Auch die Erhaltung von Böden und Saatgut ist ein relevanter Lösungsansatz. Eine Innovation im Bereich Saatgut ist etwa der Einsatz lebender Organismen, mit denen das Saatgut direkt vor der Aussaat geimpft wird. Auf diese Weise lässt sich der Düngemittel- und Wasserbedarf reduzieren, ohne das Saatgut genetisch zu verändern. Unsere Strategie, die GMOs und Pestizide streng ausschließt, investiert zum Beispiel in CRODA. Dieser britische Spezialist für in verschiedenen Branchen eingesetzte Zusatz- und Hilfsstoffe entwickelt eine natürliche Technologie, mit der sich die Erträge aus dem Saatgut verbessern und zugleich die negativen Umweltauswirkungen der Landwirtschaft verringern lassen.

 

Lebensmittelverschwendung muss Einhalt geboten werden

Darüber hinaus bildet der Kampf gegen die Lebensmittelverschwendung einen wichtigen Ansatzpunkt. Beinahe ein Drittel der weltweit erzeugten Lebensmittel geht verloren oder wird verschwendet.[4] In der Theorie könnte man somit auf 30 % der landwirtschaftlichen Erträge verzichten. Für den Kampf gegen die Lebensmittelverschwendung setzt das niederländische Unternehmen CORBION auf pflanzliche Konservierungsmittel und insbesondere Milchsäure.

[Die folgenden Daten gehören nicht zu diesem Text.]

#[cfg(any(test, feature = "test-support"))]
pub mod fake {
    use super::*;
    use parking_lot::Mutex;
    use std::collections::HashMap;

    #[derive(Debug, Clone)]
    struct FakeSession {
        working_dir: PathBuf,
        tagged: bool,
        attached: bool,
    }

    /// In-memory double for [`TmuxAdapter`], used by daemon-side unit and
    /// integration tests so they never shell out.
    #[derive(Default)]
    pub struct FakeTmuxAdapter {
        sessions: Mutex<HashMap<String, FakeSession>>,
        worktrees: Mutex<HashMap<PathBuf, Vec<PathBuf>>>,
        commits: Mutex<HashMap<String, Vec<String>>>,
        pub fail_next: Mutex<Option<ShellError>>,
    }

    impl FakeTmuxAdapter {
        pub fn new() -> Self {
            Self::default()
        }

        fn take_failure(&self) -> Option<ShellError> {
            self.fail_next.lock().take()
        }

        /// Test hook: seed the commit subjects `commits_ahead` will report
        /// for `branch`, simulating a worker that has committed work.
        pub fn set_commits(&self, branch: &str, commits: Vec<String>) {
            self.commits.lock().insert(branch.to_string(), commits);
        }
    }

    #[async_trait]
    impl TmuxAdapter for FakeTmuxAdapter {
        async fn list_sessions(&self) -> Result<Vec<TmuxSession>, ShellError> {
            if let Some(e) = self.take_failure() {
                return Err(e);
            }
            Ok(self
                .sessions
                .lock()
                .iter()
                .map(|(name, s)| TmuxSession {
                    name: relay_core::TmuxSessionName::new(name.clone()),
                    attached: s.attached,
                    working_dir: s.working_dir.clone(),
                    tagged: s.tagged,
                    last_used: SystemTime::now(),
                    worktree: None,
                })
                .collect())
        }

        async fn session_exists(&self, name: &str) -> Result<bool, ShellError> {
            Ok(self.sessions.lock().contains_key(name))
        }

        async fn create_session(&self, name: &str, working_dir: &Path) -> Result<(), ShellError> {
            if let Some(e) = self.take_failure() {
                return Err(e);
            }
            self.sessions.lock().insert(
                name.to_string(),
                FakeSession { working_dir: working_dir.to_path_buf(), tagged: false, attached: false },
            );
            Ok(())
        }

        async fn kill_session(&self, name: &str) -> Result<(), ShellError> {
            self.sessions
                .lock()
                .remove(name)
                .map(|_| ())
                .ok_or_else(|| ShellError::SessionNotFound(name.to_string()))
        }

        async fn tag_session(&self, name: &str) -> Result<(), ShellError> {
            let mut sessions = self.sessions.lock();
            let session =
                sessions.get_mut(name).ok_or_else(|| ShellError::SessionNotFound(name.to_string()))?;
            session.tagged = true;
            Ok(())
        }

        async fn send_keys(&self, name: &str, _keys: &str, _enter: bool) -> Result<(), ShellError> {
            if !self.sessions.lock().contains_key(name) {
                return Err(ShellError::SessionNotFound(name.to_string()));
            }
            Ok(())
        }

        async fn send_raw_keys(&self, name: &str, _keys: &[String]) -> Result<(), ShellError> {
            if !self.sessions.lock().contains_key(name) {
                return Err(ShellError::SessionNotFound(name.to_string()));
            }
            Ok(())
        }

        async fn capture_pane(&self, name: &str, _lines: usize) -> Result<String, ShellError> {
            if !self.sessions.lock().contains_key(name) {
                return Err(ShellError::SessionNotFound(name.to_string()));
            }
            Ok(String::new())
        }

        async fn is_git_repo(&self, _dir: &Path) -> Result<bool, ShellError> {
            Ok(true)
        }

        async fn create_worktree(&self, repo_dir: &Path, path: &Path, _branch: &str) -> Result<(), ShellError> {
            if let Some(e) = self.take_failure() {
                return Err(e);
            }
            self.worktrees.lock().entry(repo_dir.to_path_buf()).or_default().push(path.to_path_buf());
            Ok(())
        }

        async fn remove_worktree(&self, repo_dir: &Path, path: &Path) -> Result<(), ShellError> {
            if let Some(list) = self.worktrees.lock().get_mut(repo_dir) {
                list.retain(|p| p != path);
            }
            Ok(())
        }

        async fn list_worktrees(&self, repo_dir: &Path) -> Result<Vec<PathBuf>, ShellError> {
            Ok(self.worktrees.lock().get(repo_dir).cloned().unwrap_or_default())
        }

        async fn delete_branch(&self, _repo_dir: &Path, _branch: &str) -> Result<(), ShellError> {
            Ok(())
        }

        async fn merge_branch(&self, _repo_dir: &Path, branch: &str) -> Result<String, ShellError> {
            if let Some(e) = self.take_failure() {
                return Err(e);
            }
            Ok(format!("merged-{branch}"))
        }

        async fn commits_ahead(&self, _repo_dir: &Path, branch: &str) -> Result<Vec<String>, ShellError> {
            if let Some(e) = self.take_failure() {
                return Err(e);
            }
            Ok(self.commits.lock().get(branch).cloned().unwrap_or_default())
        }
    }
}

#[cfg(test)]
mod tests {
    use super::fake::FakeTmuxAdapter;
    use super::*;

    #[tokio::test]
    async fn fake_adapter_round_trips_session_lifecycle() {
        let tmux = FakeTmuxAdapter::new();
        tmux.create_session("companion-proj-ab12", Path::new("/tmp/proj")).await.unwrap();
        assert!(tmux.session_exists("companion-proj-ab12").await.unwrap());
        tmux.tag_session("companion-proj-ab12").await.unwrap();

        let sessions = tmux.list_sessions().await.unwrap();
        assert_eq!(sessions.len(), 1);
        assert!(sessions[0].tagged);

        tmux.kill_session("companion-proj-ab12").await.unwrap();
        assert!(!tmux.session_exists("companion-proj-ab12").await.unwrap());
    }

    #[tokio::test]
    async fn killing_unknown_session_is_not_found() {
        let tmux = FakeTmuxAdapter::new();
        let err = tmux.kill_session("nope").await.unwrap_err();
        assert!(matches!(err, ShellError::SessionNotFound(_)));
    }

    #[tokio::test]
    async fn worktrees_are_tracked_per_repo() {
        let tmux = FakeTmuxAdapter::new();
        let repo = Path::new("/repo");
        tmux.create_worktree(repo, Path::new("/repo/.wg-worktrees/wg-a"), "wg-a").await.unwrap();
        let list = tmux.list_worktrees(repo).await.unwrap();
        assert_eq!(list, vec![PathBuf::from("/repo/.wg-worktrees/wg-a")]);

        tmux.remove_worktree(repo, Path::new("/repo/.wg-worktrees/wg-a")).await.unwrap();
        assert!(tmux.list_worktrees(repo).await.unwrap().is_empty());
    }

    #[tokio::test]
    async fn commits_ahead_defaults_to_empty() {
        let tmux = FakeTmuxAdapter::new();
        let commits = tmux.commits_ahead(Path::new("/repo"), "wg-a-task").await.unwrap();
        assert!(commits.is_empty());

        tmux.set_commits("wg-a-task", vec!["did the thing".to_string()]);
        let commits = tmux.commits_ahead(Path::new("/repo"), "wg-a-task").await.unwrap();
        assert_eq!(commits, vec!["did the thing".to_string()]);
    }
}
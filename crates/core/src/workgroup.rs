// SPDX-License-Identifier: BUSL-1.1
// Copyright (c) 2026 Alfred Jean LLC

//! Work-group and worker domain model.
//!
//! A work group fans a plan out into N worker CLIs, each running in its own
//! git worktree on its own branch, merged back into the foreman's branch on
//! completion.

use crate::ids::{ConversationId, TmuxSessionName, WorkGroupId, WorkerId};
use serde::{Deserialize, Serialize};
use std::path::PathBuf;
use std::time::SystemTime;

#[derive(Debug, Clone, Copy, PartialEq, Eq, Serialize, Deserialize)]
#[serde(rename_all = "snake_case")]
pub enum WorkGroupStatus {
    Active,
    Merging,
    Completed,
    Cancelled,
    Error,
}

crate::simple_display! {
    WorkGroupStatus {
        Active => "active",
        Merging => "merging",
        Completed => "completed",
        Cancelled => "cancelled",
        Error => "error",
    }
}

#[derive(Debug, Clone, Copy, PartialEq, Eq, Serialize, Deserialize)]
#[serde(rename_all = "snake_case")]
pub enum WorkerStatus {
    Spawning,
    Working,
    Waiting,
    Completed,
    Error,
}

crate::simple_display! {
    WorkerStatus {
        Spawning => "spawning",
        Working => "working",
        Waiting => "waiting",
        Completed => "completed",
        Error => "error",
    }
}

/// Merge conflict policy for [`crate::workgroup::WorkGroup::merge_strategy`].
///
/// Resolves the source's open question on merge strategy: the source
/// performs a sequential fast-forward-or-merge per worker branch with no
/// explicit conflict policy. Made configurable per group, defaulting to
/// `AbortOnConflict` (the source's implied current behavior).
#[derive(Debug, Clone, Copy, PartialEq, Eq, Serialize, Deserialize)]
#[serde(rename_all = "snake_case")]
pub enum MergeStrategy {
    AbortOnConflict,
    ContinueAndReport,
}

impl Default for MergeStrategy {
    fn default() -> Self {
        MergeStrategy::AbortOnConflict
    }
}

/// A pending question a worker has asked that blocks its progress, with
/// optional structured option labels (e.g. for a yes/no/cancel prompt).
#[derive(Debug, Clone, Serialize, Deserialize)]
pub struct WorkerQuestion {
    pub text: String,
    pub options: Vec<String>,
}

#[derive(Debug, Clone)]
pub struct Worker {
    pub id: WorkerId,
    pub task_slug: String,
    pub task_description: String,
    pub plan_section: Option<String>,
    pub files: Vec<String>,
    pub branch: String,
    pub worktree_path: PathBuf,
    pub tmux_session: TmuxSessionName,
    pub conversation_id: Option<ConversationId>,
    pub status: WorkerStatus,
    pub last_activity: String,
    pub last_question: Option<WorkerQuestion>,
    pub commits: Vec<String>,
    pub error: Option<String>,
}

impl Worker {
    /// Branch names for work-group workers always carry the `wg-` prefix.
    pub fn branch_name(group_slug: &str, task_slug: &str) -> String {
        format!("wg-{group_slug}-{task_slug}")
    }
}

#[derive(Debug, Clone)]
pub struct WorkGroup {
    pub id: WorkGroupId,
    pub name: String,
    pub foreman_session_id: ConversationId,
    pub foreman_tmux_session: TmuxSessionName,
    pub parent_dir: PathBuf,
    pub plan_file: Option<PathBuf>,
    pub status: WorkGroupStatus,
    pub merge_strategy: MergeStrategy,
    pub workers: Vec<Worker>,
    pub merge_commit: Option<String>,
    pub error: Option<String>,
    pub created_at: SystemTime,
    pub updated_at: SystemTime,
}

impl WorkGroup {
    /// A worker's worktree path under `<parentDir>/.wg-worktrees/<branch>/`.
    pub fn worktree_path(parent_dir: &std::path::Path, branch: &str) -> PathBuf {
        parent_dir.join(".wg-worktrees").join(branch)
    }
}

#[cfg(any(test, feature = "test-support"))]
mod test_support {
    use super::*;

    crate::builder! {
        pub struct WorkerBuilder => Worker {
            into {
                task_slug: String = "task-a",
                task_description: String = "do the thing",
                branch: String = "wg-g-task-a",
                last_activity: String = "spawned",
            }
            set {
                files: Vec<String> = Vec::new(),
            }
            option {
                plan_section: String = None,
                error: String = None,
            }
            computed {
                id: WorkerId = WorkerId::new(),
                worktree_path: PathBuf = PathBuf::from("/repo/.wg-worktrees/wg-g-task-a"),
                tmux_session: TmuxSessionName = TmuxSessionName::new("companion-task-a-ab12"),
                conversation_id: Option<ConversationId> = None,
                status: WorkerStatus = WorkerStatus::Spawning,
                last_question: Option<WorkerQuestion> = None,
                commits: Vec<String> = Vec::new(),
            }
        }
    }
}

#[cfg(any(test, feature = "test-support"))]
pub use test_support::WorkerBuilder;
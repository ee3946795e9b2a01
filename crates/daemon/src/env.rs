// SPDX-License-Identifier: BUSL-1.1
// Copyright (c) 2026 Alfred Jean LLC

//! Centralized environment variable access for the daemon crate.

use std::path::PathBuf;
use std::time::Duration;

use crate::bootstrap::BootstrapError;

/// Protocol version advertised in the `hello` handshake response.
pub const PROTOCOL_VERSION: &str = env!("CARGO_PKG_VERSION");

/// Resolve the daemon's state directory: `RELAY_STATE_DIR` >
/// `XDG_STATE_HOME/relay` > `~/.local/state/relay`.
pub fn state_dir() -> Result<PathBuf, BootstrapError> {
    if let Ok(dir) = std::env::var("RELAY_STATE_DIR") {
        return Ok(PathBuf::from(dir));
    }
    if let Ok(xdg) = std::env::var("XDG_STATE_HOME") {
        return Ok(PathBuf::from(xdg).join("relay"));
    }
    let home = std::env::var("HOME").map_err(|_| BootstrapError::NoStateDir)?;
    Ok(PathBuf::from(home).join(".local/state/relay"))
}

/// Root directory the CLI writes per-project JSONL conversation logs under.
/// Defaults to the CLI's own convention (`~/.claude/projects`); overridable
/// for tests and for CLIs that use a different tree.
pub fn logs_root() -> Result<PathBuf, BootstrapError> {
    if let Ok(dir) = std::env::var("RELAY_LOGS_ROOT") {
        return Ok(PathBuf::from(dir));
    }
    let home = std::env::var("HOME").map_err(|_| BootstrapError::NoStateDir)?;
    Ok(PathBuf::from(home).join(".claude/projects"))
}

/// Per-request shell-out timeout for `tmux`/`git` calls.
pub fn shell_timeout() -> Duration {
    std::env::var("RELAY_SHELL_TIMEOUT_MS")
        .ok()
        .and_then(|s| s.parse::<u64>().ok())
        .map(Duration::from_millis)
        .unwrap_or(Duration::from_secs(10))
}

/// Unauthenticated connection timeout: a client that doesn't complete the
/// auth handshake within this window is disconnected.
pub fn auth_timeout() -> Duration {
    std::env::var("RELAY_AUTH_TIMEOUT_MS")
        .ok()
        .and_then(|s| s.parse::<u64>().ok())
        .map(Duration::from_millis)
        .unwrap_or(Duration::from_secs(30))
}

/// Shutdown drain timeout: how long to wait for in-flight shell-outs and
/// connections to finish before forcing process exit.
pub fn drain_timeout() -> Duration {
    std::env::var("RELAY_DRAIN_TIMEOUT_MS")
        .ok()
        .and_then(|s| s.parse::<u64>().ok())
        .map(Duration::from_millis)
        .unwrap_or(Duration::from_secs(5))
}

/// The CLI binary `create_tmux_session`/`create_worktree_session` launch when
/// `startCli` is set.
pub fn cli_command() -> String {
    std::env::var("RELAY_CLI_COMMAND").unwrap_or_else(|_| "claude".to_string())
}

/// Upper bound on `download_file` payload size.
pub fn max_download_bytes() -> u64 {
    std::env::var("RELAY_MAX_DOWNLOAD_BYTES")
        .ok()
        .and_then(|s| s.parse::<u64>().ok())
        .unwrap_or(10 * 1024 * 1024)
}

/// How often the work-group reconciler binds workers to their discovered
/// conversations and refreshes their status/commit counts.
pub fn workgroup_poll_interval() -> Duration {
    std::env::var("RELAY_WORKGROUP_POLL_MS")
        .ok()
        .and_then(|s| s.parse::<u64>().ok())
        .map(Duration::from_millis)
        .unwrap_or(Duration::from_secs(2))
}

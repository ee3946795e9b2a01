// SPDX-License-Identifier: BUSL-1.1
// Copyright (c) 2026 Alfred Jean LLC

//! The escalation configuration, pending-event, and notification-history
//! types shared between the escalation engine and the notification store.

use crate::ids::ConversationId;
use serde::{Deserialize, Serialize};
use std::collections::HashSet;
use std::time::Instant;

#[derive(Debug, Clone, Copy, PartialEq, Eq, Hash, Serialize, Deserialize)]
#[serde(rename_all = "snake_case")]
pub enum EventType {
    WaitingForInput,
    ErrorDetected,
    SessionCompleted,
    WorkerWaiting,
    WorkerError,
    WorkGroupReady,
}

/// Quiet-hours window in local time. A window may wrap past midnight;
/// `start == end` means always active.
#[derive(Debug, Clone, Serialize, Deserialize)]
#[serde(rename_all = "camelCase")]
pub struct QuietHours {
    pub enabled: bool,
    pub start: (u8, u8),
    pub end: (u8, u8),
}

impl Default for QuietHours {
    fn default() -> Self {
        Self { enabled: false, start: (22, 0), end: (7, 0) }
    }
}

impl QuietHours {
    /// Whether `now` (hour, minute, local time) falls inside the configured
    /// window.
    pub fn contains(&self, now: (u8, u8)) -> bool {
        if !self.enabled {
            return false;
        }
        if self.start == self.end {
            return true;
        }
        let to_minutes = |(h, m): (u8, u8)| h as u32 * 60 + m as u32;
        let (start, end, cur) = (to_minutes(self.start), to_minutes(self.end), to_minutes(now));
        if start < end {
            cur >= start && cur < end
        } else {
            // Window wraps past midnight.
            cur >= start || cur < end
        }
    }
}

/// Per-event-type enable flags plus timing and quiet-hours policy.
#[derive(Debug, Clone, Serialize, Deserialize)]
#[serde(rename_all = "camelCase")]
pub struct EscalationConfig {
    pub waiting_for_input: bool,
    pub error_detected: bool,
    pub session_completed: bool,
    pub worker_waiting: bool,
    pub worker_error: bool,
    pub work_group_ready: bool,
    pub push_delay_seconds: u64,
    pub rate_limit_seconds: u64,
    pub quiet_hours: QuietHours,
    pub muted_sessions: HashSet<ConversationId>,
}

impl Default for EscalationConfig {
    fn default() -> Self {
        Self {
            waiting_for_input: true,
            error_detected: true,
            session_completed: false,
            worker_waiting: true,
            worker_error: true,
            work_group_ready: true,
            push_delay_seconds: 300,
            rate_limit_seconds: 60,
            quiet_hours: QuietHours::default(),
            muted_sessions: HashSet::new(),
        }
    }
}

impl EscalationConfig {
    pub fn enabled_for(&self, event_type: EventType) -> bool {
        match event_type {
            EventType::WaitingForInput => self.waiting_for_input,
            EventType::ErrorDetected => self.error_detected,
            EventType::SessionCompleted => self.session_completed,
            EventType::WorkerWaiting => self.worker_waiting,
            EventType::WorkerError => self.worker_error,
            EventType::WorkGroupReady => self.work_group_ready,
        }
    }
}

/// An in-memory record tracking a not-yet-acknowledged event for one
/// (session, event-type) pair. At most one per pair at any instant.
#[derive(Debug, Clone)]
pub struct PendingEvent {
    pub session_id: ConversationId,
    pub session_name: String,
    pub event_type: EventType,
    pub content: String,
    pub first_seen: Instant,
    pub push_deadline: Instant,
}

#[derive(Debug, Clone, Copy, PartialEq, Eq, Serialize, Deserialize)]
#[serde(rename_all = "snake_case")]
pub enum NotificationTier {
    Browser,
    Push,
    Both,
}

#[derive(Debug, Clone, Serialize, Deserialize)]
#[serde(rename_all = "camelCase")]
pub struct NotificationHistoryEntry {
    pub id: u64,
    pub timestamp: u64,
    pub event_type: EventType,
    pub session_id: Option<ConversationId>,
    pub session_name: Option<String>,
    pub preview: String,
    pub tier: NotificationTier,
    pub acknowledged: bool,
}

/// Truncate `text` to at most `max_len` characters, appending an ellipsis on
/// overflow.
pub fn truncate_preview(text: &str, max_len: usize) -> String {
    if text.chars().count() <= max_len {
        return text.to_string();
    }
    let truncated: String = text.chars().take(max_len.saturating_sub(1)).collect();
    format!("{truncated}…")
}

„Mensch und Natur müssen Hand in Hand zusammenarbeiten. Das Ungleichgewicht bei den natürlichen Ressourcen sorgt für ein Ungleichgewicht im Leben der Menschen“, erklärte Roosevelt vor dem Kongress der Vereinigten Staaten im Jahr 1935. Mithilfe von menschlichem Engagement und neuen Ideen lässt sich ein neues Gleichgewicht in der Landwirtschaft erreichen. Vorbildlich handelnde Unternehmen stellen dies bereits heute unter Beweis und wir begleiten sie dabei.

 

[1] WWF
[2] Die Anlageentscheidung für den beworbenen Fonds sollte sich nicht ausschließlich auf seinen nicht-finanziellen Ansatz stützen, sondern muss auch alle sonstigen Merkmale des Fonds berücksichtigen – wie im zugehörigen Fondsprospekt beschrieben. Anleger werden darauf hingewiesen, dass ihre Anlage im Fonds sich nicht unmittelbar auf Umwelt und Gesellschaft auswirkt, sondern dass der Fonds bestrebt ist, in ausgewählte Unternehmen zu investieren, die die konkreten, in der Vermögensverwaltungsstrategie festgelegten Kriterien erfüllen. Der Fonds ist im Wesentlichen dem Risiko eines Kapitalverlusts, dem Aktienrisiko und dem Risiko im Zusammenhang mit der diskretionären Vermögensverwaltung ausgesetzt. Um weitere Informationen zu seinen Merkmalen, Risiken und Kosten zu erhalten, sollten Sie die gesetzlich vorgeschriebenen Dokumente lesen, die auf unserer Website www.lfde.com abgerufen werden können.
[3] Die angegebenen Werte dienen lediglich als Beispiel. Es ist nicht garantiert, dass sie langfristig im Portfolio enthalten bleiben.
[4] FAO, 2019 – Fast 14 % der weltweit erzeugten Nahrungsmittel geht nach der Ernte und vor dem Verkauf verloren.